Ten years since the Paris Agreement, COP30’s focus will be: financing the climate transition; climate adaptation (helping countries adjust to climate change impacts); the energy transition (moving away from fossil fuels); and implementation by countries of the agreed-upon commitments.
COP30 will also include presentation of updated nationally determined contributions (NDCs) – the five-year roadmaps of individual parties aimed at reaching Paris targets. Under the Paris Agreement, signatories agreed to reduce global greenhouse gas emissions in order to hold the increase in global average temperature below two degrees centigrade above pre-industrial levels and pursue efforts to limit further warming to 1.5 degrees C above pre-industrial levels.
In a world characterised by competition, fragmentation, and power politics, geopolitical power plays, regional dynamics, and civil society lobbying will once again underlie the multilateral negotiations.
Within this tense geopolitical environment, one small group of nations actively advocating for strong action on climate will be the Pacific Island Countries (PICs), which are disproportionately affected by climate change due to their location and geography. Because of their location, PICs are also at the centre of intense geopolitical competition between Australia and China, with the latter recently showing increasing interest in the region. This competition yields significant bilateral leverage for PICs.
This article explores whether the PIC’s bilateral leverage will translate into meaningful influence at the multilateral level, as well as what outcomes this might generate at COP30.
Geopolitical tensions: China, Australia, and the South Pacific
Australia-China relations have deteriorated in recent years. Australia’s Foreign Minister Penny Wong said last year that Australia is in a “permanent contest in the Pacific.”
While Australia has been the PIC’s largest trading partner and aid donor, China has gradually been encroaching on what Australia sees as its “patch” – a shift enabled by Australia’s neglect of the region for a number of years.
China’s motivation stems from the Pacific region’s strategic importance in the People’s Republic of China’s ongoing tensions with Taiwan. Increased engagement through investment in infrastructure, support with policing and security training, trade and aid has quickly made China the dominant economic partner for many small PICs.
Fear and speculation have mounted in Australia, the United States, New Zealand, and some PICs, including Fiji, about the rumoured establishment of a Chinese military base in the Pacific Islands – something China denies.
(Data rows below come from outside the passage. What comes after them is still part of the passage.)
//! Error types for cassandra-dbc.
//!
//! This module defines domain-specific error types organized by functional area.
//! Messages reported by the cluster are carried verbatim inside the wrapping variant.

use std::fmt;
use thiserror::Error;

use crate::client::unsupported::Operation;

/// Top-level error type encompassing all possible errors.
#[derive(Error, Debug)]
pub enum DriverError {
    /// Connection-related errors
    #[error(transparent)]
    Connection(#[from] ConnectionError),

    /// Statement execution errors
    #[error(transparent)]
    Query(#[from] QueryError),

    /// Session layer errors that were not mapped to a statement error
    #[error(transparent)]
    Transport(#[from] TransportError),
}

/// Errors related to connection strings and connection establishment.
#[derive(Error, Debug)]
pub enum ConnectionError {
    /// Malformed connection string
    #[error("Invalid connection string: {0}")]
    InvalidUri(String),

    /// Invalid connection parameter
    #[error("Invalid connection parameter '{parameter}': {message}")]
    InvalidParameter { parameter: String, message: String },

    /// A contact point could not be resolved to a network address
    #[error("Unknown host '{host}': {message}")]
    UnknownHost { host: String, message: String },

    /// Failed to establish the cluster session
    #[error("Failed to connect to {hosts}: {message}")]
    ConnectionFailed { hosts: String, message: String },

    /// TLS/SSL configuration error (unreadable key material, bad keystore)
    #[error("SSL configuration error: {0}")]
    Tls(String),

    /// Connection is closed
    #[error("Connection was previously closed.")]
    ConnectionClosed,
}

/// Errors related to statement execution.
#[derive(Error, Debug)]
pub enum QueryError {
    /// CQL syntax error reported by the cluster
    #[error("Syntax error: {0}")]
    SyntaxError(String),

    /// Statement execution failed
    #[error("{0}")]
    ExecutionFailed(String),

    /// Statement has been closed
    #[error("Statement was previously closed.")]
    StatementClosed,

    /// Batch execution requested with nothing added
    #[error("No batch statements were submitted")]
    NoBatchStatements,

    /// Result set not available
    #[error("Result set not available: {0}")]
    NoResultSet(String),

    /// Parameter binding error
    #[error("Parameter binding error for parameter {index}: {message}")]
    ParameterBinding { index: usize, message: String },

    /// Operation outside the supported subset of the client contract
    #[error("{}", .0.message())]
    NotSupported(Operation),

    /// Connection-level failure observed while executing
    #[error(transparent)]
    Connection(#[from] ConnectionError),
}

/// Errors reported by the session layer.
#[derive(Error, Debug)]
pub enum TransportError {
    /// The cluster rejected the statement text
    #[error("{0}")]
    Syntax(String),

    /// Any other failure reported by the cluster or the driver
    #[error("{0}")]
    Execution(String),

    /// Preparing a statement failed for a reason other than syntax
    #[error("{0}")]
    Prepare(String),

    /// Prepared statement handle is unknown to the session
    #[error("Unknown prepared statement handle {0}")]
    UnknownPrepared(u64),

    /// The session has already been released
    #[error("Session is closed")]
    Closed,
}

/// Error classification codes.
///
/// Lets callers special-case kinds of failure without matching on nested enums.
#[derive(Debug, Clone, Copy, PartialEq, Eq)]
pub enum ErrorCode {
    /// Unknown error
    Unknown,
    /// Connection error
    Connection,
    /// Invalid argument (malformed connection string or option)
    InvalidArgument,
    /// TLS configuration error
    Tls,
    /// Syntax error reported by the cluster
    Syntax,
    /// Generic execution error
    Query,
    /// Operation on a closed resource or empty batch
    InvalidState,
    /// Operation outside the supported contract
    NotSupported,
}

impl fmt::Display for ErrorCode {
    fn fmt(&self, f: &mut fmt::Formatter<'_>) -> fmt::Result {
        match self {
            ErrorCode::Unknown => write!(f, "UNKNOWN"),
            ErrorCode::Connection => write!(f, "CONNECTION"),
            ErrorCode::InvalidArgument => write!(f, "INVALID_ARGUMENT"),
            ErrorCode::Tls => write!(f, "TLS"),
            ErrorCode::Syntax => write!(f, "SYNTAX"),
            ErrorCode::Query => write!(f, "QUERY"),
            ErrorCode::InvalidState => write!(f, "INVALID_STATE"),
            ErrorCode::NotSupported => write!(f, "NOT_SUPPORTED"),
        }
    }
}

impl DriverError {
    /// Map to an error code.
    pub fn code(&self) -> ErrorCode {
        match self {
            DriverError::Connection(e) => e.code(),
            DriverError::Query(e) => e.code(),
            DriverError::Transport(e) => e.code(),
        }
    }
}

impl ConnectionError {
    /// Map to an error code.
    pub fn code(&self) -> ErrorCode {
        match self {
            ConnectionError::InvalidUri(_) | ConnectionError::InvalidParameter { .. } => {
                ErrorCode::InvalidArgument
            }
            ConnectionError::Tls(_) => ErrorCode::Tls,
            ConnectionError::ConnectionClosed => ErrorCode::InvalidState,
            ConnectionError::UnknownHost { .. } | ConnectionError::ConnectionFailed { .. } => {
                ErrorCode::Connection
            }
        }
    }
}

impl QueryError {
    /// Map to an error code.
    pub fn code(&self) -> ErrorCode {
        match self {
            QueryError::SyntaxError(_) => ErrorCode::Syntax,
            QueryError::StatementClosed | QueryError::NoBatchStatements => ErrorCode::InvalidState,
            QueryError::ParameterBinding { .. } => ErrorCode::InvalidArgument,
            QueryError::NotSupported(_) => ErrorCode::NotSupported,
            QueryError::Connection(e) => e.code(),
            QueryError::ExecutionFailed(_) | QueryError::NoResultSet(_) => ErrorCode::Query,
        }
    }
}

impl TransportError {
    /// Map to an error code.
    pub fn code(&self) -> ErrorCode {
        match self {
            TransportError::Syntax(_) => ErrorCode::Syntax,
            TransportError::Closed => ErrorCode::InvalidState,
            TransportError::UnknownPrepared(_) => ErrorCode::InvalidState,
            TransportError::Execution(_) | TransportError::Prepare(_) => ErrorCode::Query,
        }
    }
}

impl From<TransportError> for QueryError {
    fn from(err: TransportError) -> Self {
        match err {
            TransportError::Syntax(message) => QueryError::SyntaxError(message),
            TransportError::Closed => QueryError::Connection(ConnectionError::ConnectionClosed),
            other => QueryError::ExecutionFailed(other.to_string()),
        }
    }
}

impl From<openssl::error::ErrorStack> for ConnectionError {
    fn from(err: openssl::error::ErrorStack) -> Self {
        ConnectionError::Tls(err.to_string())
    }
}

#[cfg(test)]
mod tests {
    use super::*;

    #[test]
    fn test_connection_error_display() {
        let err = ConnectionError::UnknownHost {
            host: "nowhere.invalid".to_string(),
            message: "no address".to_string(),
        };
        assert!(err.to_string().contains("nowhere.invalid"));
        assert_eq!(err.code(), ErrorCode::Connection);
    }

    #[test]
    fn test_closed_messages() {
        assert_eq!(
            ConnectionError::ConnectionClosed.to_string(),
            "Connection was previously closed."
        );
        assert_eq!(
            QueryError::StatementClosed.to_string(),
            "Statement was previously closed."
        );
        assert_eq!(QueryError::StatementClosed.code(), ErrorCode::InvalidState);
    }

    #[test]
    fn test_syntax_error_is_distinct() {
        let err: QueryError = TransportError::Syntax("line 1:0 no viable alternative".into()).into();
        assert!(matches!(err, QueryError::SyntaxError(_)));
        assert_eq!(err.code(), ErrorCode::Syntax);
        assert!(err.to_string().contains("no viable alternative"));
    }

    #[test]
    fn test_execution_error_preserves_message() {
        let err: QueryError =
            TransportError::Execution("Keyspace 'nope' does not exist".into()).into();
        assert_eq!(err.to_string(), "Keyspace 'nope' does not exist");
        assert_eq!(err.code(), ErrorCode::Query);
    }

    #[test]
    fn test_closed_session_maps_to_connection_closed() {
        let err: QueryError = TransportError::Closed.into();
        assert!(matches!(
            err,
            QueryError::Connection(ConnectionError::ConnectionClosed)
        ));
    }

    #[test]
    fn test_invalid_uri_code() {
        let err = DriverError::Connection(ConnectionError::InvalidUri("bad".into()));
        assert_eq!(err.code(), ErrorCode::InvalidArgument);
        assert_eq!(ErrorCode::InvalidArgument.to_string(), "INVALID_ARGUMENT");
    }

    #[test]
    fn test_not_supported_message() {
        let err = QueryError::NotSupported(Operation::Cancel);
        assert!(err.to_string().contains("interrupting"));
        assert_eq!(err.code(), ErrorCode::NotSupported);
    }
}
However, some real-world developments back up these fears: in early 2025, China carried out naval training exercises in the ocean between Australia and New Zealand.
Competitive China-Australia tensions have brought bilateral leverage for PICs. One area in which such leverage has been particularly powerful has been the energy and climate sphere.
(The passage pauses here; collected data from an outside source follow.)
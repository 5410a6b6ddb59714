//! Consistency levels accepted by connection strings and meta-commands.

use scylla::statement::Consistency;
use std::fmt;
use std::str::FromStr;

/// How many replicas must acknowledge a read or write.
///
/// Names follow the CQL spelling (`LOCAL_ONE`, `EACH_QUORUM`, ...) and are
/// matched case-insensitively.
#[derive(Debug, Clone, Copy, PartialEq, Eq, Hash, Default)]
pub enum ConsistencyLevel {
    All,
    EachQuorum,
    Quorum,
    LocalQuorum,
    One,
    Two,
    Three,
    #[default]
    LocalOne,
    Any,
    Serial,
    LocalSerial,
}

impl ConsistencyLevel {
    /// Every level, in the order they are advertised to tools.
    pub const ALL: [ConsistencyLevel; 11] = [
        ConsistencyLevel::All,
        ConsistencyLevel::EachQuorum,
        ConsistencyLevel::Quorum,
        ConsistencyLevel::LocalQuorum,
        ConsistencyLevel::One,
        ConsistencyLevel::Two,
        ConsistencyLevel::Three,
        ConsistencyLevel::LocalOne,
        ConsistencyLevel::Any,
        ConsistencyLevel::Serial,
        ConsistencyLevel::LocalSerial,
    ];

    /// CQL name of the level.
    pub fn name(&self) -> &'static str {
        match self {
            ConsistencyLevel::All => "ALL",
            ConsistencyLevel::EachQuorum => "EACH_QUORUM",
            ConsistencyLevel::Quorum => "QUORUM",
            ConsistencyLevel::LocalQuorum => "LOCAL_QUORUM",
            ConsistencyLevel::One => "ONE",
            ConsistencyLevel::Two => "TWO",
            ConsistencyLevel::Three => "THREE",
            ConsistencyLevel::LocalOne => "LOCAL_ONE",
            ConsistencyLevel::Any => "ANY",
            ConsistencyLevel::Serial => "SERIAL",
            ConsistencyLevel::LocalSerial => "LOCAL_SERIAL",
        }
    }

    /// Look a level up by name, ignoring case.
    pub fn from_name(name: &str) -> Option<Self> {
        Self::ALL
            .into_iter()
            .find(|level| level.name().eq_ignore_ascii_case(name.trim()))
    }

    /// Resolve an optional configuration value, falling back to the default
    /// level when it is absent or unrecognized.
    pub fn resolve_or_default(value: Option<&str>) -> Self {
        match value {
            Some(name) => Self::from_name(name).unwrap_or_else(|| {
                tracing::warn!(
                    value = name,
                    "unrecognized consistency level, using {}",
                    Self::default()
                );
                Self::default()
            }),
            None => Self::default(),
        }
    }

    pub(crate) fn as_index(&self) -> u8 {
        Self::ALL
            .iter()
            .position(|level| level == self)
            .unwrap_or_default() as u8
    }

    pub(crate) fn from_index(index: u8) -> Self {
        Self::ALL
            .get(index as usize)
            .copied()
            .unwrap_or_default()
    }
}

impl fmt::Display for ConsistencyLevel {
    fn fmt(&self, f: &mut fmt::Formatter<'_>) -> fmt::Result {
        f.write_str(self.name())
    }
}

impl FromStr for ConsistencyLevel {
    type Err = String;

    fn from_str(s: &str) -> Result<Self, Self::Err> {
        Self::from_name(s).ok_or_else(|| format!("No consistency level named '{}'", s))
    }
}

impl From<ConsistencyLevel> for Consistency {
    fn from(level: ConsistencyLevel) -> Self {
        match level {
            ConsistencyLevel::All => Consistency::All,
            ConsistencyLevel::EachQuorum => Consistency::EachQuorum,
            ConsistencyLevel::Quorum => Consistency::Quorum,
            ConsistencyLevel::LocalQuorum => Consistency::LocalQuorum,
            ConsistencyLevel::One => Consistency::One,
            ConsistencyLevel::Two => Consistency::Two,
            ConsistencyLevel::Three => Consistency::Three,
            ConsistencyLevel::LocalOne => Consistency::LocalOne,
            ConsistencyLevel::Any => Consistency::Any,
            ConsistencyLevel::Serial => Consistency::Serial,
            ConsistencyLevel::LocalSerial => Consistency::LocalSerial,
        }
    }
}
Energy and climate diplomacy in the Pacific
Climate change mitigation, adaptation, and resilience is a key priority for PICs, which are especially exposed to the severe threats of climate change. Impacts include gradual sinking (due to rising sea levels) and greater prevalence and intensity of extreme weather events. In 2020, for example, Tropical Cyclone Harold killed 27 people and caused widespread damage in Vanuatu, Fiji, the Solomon Islands, and Tonga. In 2023, Tropical Cyclone Lola caused four deaths and severely damaged public infrastructure and housing in Vanuatu, as well as causing damage in the Solomon Islands.
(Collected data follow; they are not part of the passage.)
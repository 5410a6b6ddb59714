//! Connection to a Cassandra cluster.
//!
//! A `Connection` owns one cluster session and the state every statement
//! created from it shares: the consistency level, the closed flag and the
//! blocking runtime bridge.

use crate::client::unsupported::{Operation, TransactionIsolation};
use crate::connection::params::ConnectionParams;
use crate::connection::session::SessionState;
use crate::connection::tls::KeyStoreConfig;
use crate::error::{ConnectionError, QueryError};
use crate::query::executor::Executor;
use crate::query::prepared::PreparedStatement;
use crate::query::results::ExecutionResult;
use crate::query::statement::Statement;
use crate::runtime::Runtime;
use crate::transport::cluster::ClusterFactory;
use crate::transport::protocol::CqlSession;
use crate::types::ConsistencyLevel;
use std::sync::Arc;
use tracing::{debug, info, warn};

/// Open connection to a cluster.
///
/// The connection is `Send + Sync`; statements it creates are independent
/// values that share its session. The consistency level is a single
/// connection-wide value: a `CONSISTENCY` command run through any statement
/// changes it for every statement executed afterwards, and concurrent
/// writers race with last-write-wins.
///
/// # Example
///
/// ```no_run
/// use cassandra_dbc::Driver;
///
/// # fn example() -> Result<(), Box<dyn std::error::Error>> {
/// let connection = Driver::new().connect("jdbc:cassandra://localhost/shop", None)?;
///
/// let mut stmt = connection.create_statement()?;
/// stmt.execute("CONSISTENCY QUORUM")?;
/// let rows = stmt.execute_query("SELECT id FROM orders")?;
/// println!("{} rows", rows.row_count());
///
/// connection.close()?;
/// # Ok(())
/// # }
/// ```
pub struct Connection {
    executor: Executor,
    params: ConnectionParams,
}

impl Connection {
    /// Resolve hosts, configure TLS and open the cluster session.
    ///
    /// # Errors
    ///
    /// Returns `ConnectionError` if a host is unknown, TLS material cannot be
    /// loaded or the cluster cannot be reached.
    pub fn open(
        params: ConnectionParams,
        keystore: &KeyStoreConfig,
    ) -> Result<Self, ConnectionError> {
        let runtime = Runtime::new().map_err(|e| ConnectionError::ConnectionFailed {
            hosts: params.hosts().join(","),
            message: format!("Failed to start runtime: {}", e),
        })?;

        let session = runtime.block_on(ClusterFactory::connect(&params, keystore))?;
        Ok(Self::with_session(
            Arc::new(session),
            params,
            Arc::new(runtime),
        ))
    }

    /// Wrap an already established session.
    pub fn with_session(
        session: Arc<dyn CqlSession>,
        params: ConnectionParams,
        runtime: Arc<Runtime>,
    ) -> Self {
        let state = Arc::new(SessionState::new(
            params.consistency_level(),
            params.return_null_strings_from_intro_query(),
        ));

        Self {
            executor: Executor::new(session, state, runtime),
            params,
        }
    }

    fn check_closed(&self) -> Result<(), ConnectionError> {
        self.executor.state().ensure_open()
    }

    pub fn params(&self) -> &ConnectionParams {
        &self.params
    }

    /// Create a statement sharing this connection's session.
    pub fn create_statement(&self) -> Result<Statement, ConnectionError> {
        self.check_closed()?;
        Ok(Statement::new(self.executor.clone()))
    }

    /// Prepare statement text at the current consistency level.
    ///
    /// Later `CONSISTENCY` commands do not affect the returned statement.
    pub fn prepare_statement(&self, cql: &str) -> Result<PreparedStatement, QueryError> {
        let handle = self.executor.prepare(cql)?;
        Ok(PreparedStatement::new(self.executor.clone(), handle))
    }

    /// Execute text without keeping a statement around.
    pub fn execute(&self, cql: &str) -> Result<ExecutionResult, QueryError> {
        self.executor.execute(cql)
    }

    /// Current consistency level.
    pub fn consistency_level(&self) -> ConsistencyLevel {
        self.executor.state().consistency_level()
    }

    /// Change the level used by statements executed from now on.
    pub fn set_consistency_level(&self, level: ConsistencyLevel) -> Result<(), ConnectionError> {
        self.check_closed()?;
        self.executor.state().set_consistency_level(level);
        debug!(%level, "changed consistency level");
        Ok(())
    }

    /// Keyspace the session is logged into.
    pub fn catalog(&self) -> Result<Option<String>, ConnectionError> {
        self.check_closed()?;
        Ok(self
            .executor
            .session()
            .keyspace()
            .or_else(|| self.params.keyspace().map(str::to_string)))
    }

    /// Accepted and ignored; switch keyspaces with `USE`.
    pub fn set_catalog(&self, _catalog: &str) {}

    pub fn schema(&self) -> Result<Option<String>, ConnectionError> {
        self.catalog()
    }

    pub fn set_schema(&self, _schema: &str) {}

    /// Always `true`; every statement applies on its own.
    pub fn auto_commit(&self) -> Result<bool, ConnectionError> {
        self.check_closed()?;
        Ok(true)
    }

    pub fn set_auto_commit(&self, _auto_commit: bool) -> Result<(), ConnectionError> {
        self.check_closed()
    }

    pub fn commit(&self) -> Result<(), ConnectionError> {
        self.check_closed()
    }

    pub fn rollback(&self) -> Result<(), ConnectionError> {
        self.check_closed()
    }

    pub fn transaction_isolation(&self) -> Result<TransactionIsolation, ConnectionError> {
        self.check_closed()?;
        Ok(TransactionIsolation::None)
    }

    pub fn set_transaction_isolation(
        &self,
        _level: TransactionIsolation,
    ) -> Result<(), QueryError> {
        self.check_closed()?;
        Operation::SetTransactionIsolation.reject()
    }

    pub fn is_read_only(&self) -> Result<bool, ConnectionError> {
        self.check_closed()?;
        Ok(self.executor.state().is_read_only())
    }

    /// Recorded for tools that ask; writes are not blocked.
    pub fn set_read_only(&self, read_only: bool) -> Result<(), ConnectionError> {
        self.check_closed()?;
        self.executor.state().set_read_only(read_only);
        Ok(())
    }

    pub fn native_sql(&self, _sql: &str) -> Result<String, QueryError> {
        self.check_closed()?;
        Operation::NativeSql.reject()
    }

    /// Fails on a closed connection, `true` otherwise.
    pub fn is_valid(&self) -> Result<bool, ConnectionError> {
        self.check_closed()?;
        Ok(true)
    }

    /// Statements dispatched to the cluster so far.
    pub fn query_count(&self) -> u64 {
        self.executor.state().query_count()
    }

    /// Fail an operation outside the supported subset.
    pub fn unsupported<T>(&self, operation: Operation) -> Result<T, QueryError> {
        operation.reject()
    }

    /// Release the session and the cluster handle.
    ///
    /// Only the first call does any work. Statements created from this
    /// connection fail from now on.
    ///
    /// # Errors
    ///
    /// Returns `ConnectionError::ConnectionFailed` if the session reports a
    /// failure while shutting down.
    pub fn close(&self) -> Result<(), ConnectionError> {
        if !self.executor.state().mark_closed() {
            return Ok(());
        }

        let hosts = self.params.hosts().join(",");
        info!(%hosts, queries = self.query_count(), "closing connection");

        self.executor
            .runtime()
            .block_on(self.executor.session().close())
            .map_err(|e| {
                warn!(%hosts, error = %e, "failed to release session");
                ConnectionError::ConnectionFailed {
                    hosts: hosts.clone(),
                    message: e.to_string(),
                }
            })
    }

    pub fn is_closed(&self) -> bool {
        self.executor.state().is_closed()
    }
}

impl std::fmt::Debug for Connection {
    fn fmt(&self, f: &mut std::fmt::Formatter<'_>) -> std::fmt::Result {
        f.debug_struct("Connection")
            .field("hosts", &self.params.hosts())
            .field("keyspace", &self.params.keyspace())
            .field("consistency_level", &self.consistency_level())
            .field("closed", &self.is_closed())
            .finish()
    }
}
Research indicates that extreme weather costs vulnerable island nations $141 billion each year, potentially rising to $1 trillion annually by 2030. Vanuatu, for example, stands to lose half its GDP each time a severe cyclone hits.
With this existential threat looming, PICs are actively transitioning to renewable energy with support from Australia and China – Australia largely assists through partnerships, while China is investing directly in infrastructure.
At COP29, the Australian government announced a partnership with PICs to enhance energy security and grid transition through an investment of 125 million Australian dollars in renewable energy. It later announced a further nine million Australian dollars to assist Pacific nations in developing their NDCs.
Australia is further signalling its commitment to working with PICs to address climate change by vying to host 2026’s COP31 with Pacific nations. Turkey is also competing to host the next conference. The host of the 2026 edition will be announced at the Belem conference.
Australia’s strategic positioning in relation to PICs is not limited to climate and energy diplomacy. In August, for example, Australia signed a $328m security and business deal with Vanuatu.
China, meanwhile, is moving to implement renewable energy infrastructure in the Pacific. In late May, China announced increased support to PICs in addressing climate change through 100 "small but beautiful" projects over the next three years. It also announced a $2 million (USD) investment in Pacific nations’ clean energy, fisheries, ocean management, low-carbon infrastructure, and tourism sectors.
While PICs have adeptly manoeuvred China-Australia tensions to garner support for the energy transition and beyond, they also have expressed disappointment with the outcomes of recent COPs, as explored in the following section.
COP30: from bilateral influence to global negotiations
At COPs 26, 27, and 28, some countries emphasised that the impacts of climate change would be much lower at a temperature increase of 1.5 °C above pre-industrial levels, compared with 2 °C, and resolved to commit to limit global warming to 1.5°C. PICs are strongly committed to the 1.5°C target and will again advocate for ambitious action at COP30.
According to the Secretariat of the Pacific Regional Environment Programme, multilateral environmental agreements have fallen short because “international rules and norms favour the few nations who want no action, over the vast majority of nations who want to address the crises.” A 2023 study by Lund University and the University of Leeds shared this view. By analysing fifteen previous COPs, it argued that economic power translates to negotiating power, preventing smaller countries from voicing their interests and negotiating effectively.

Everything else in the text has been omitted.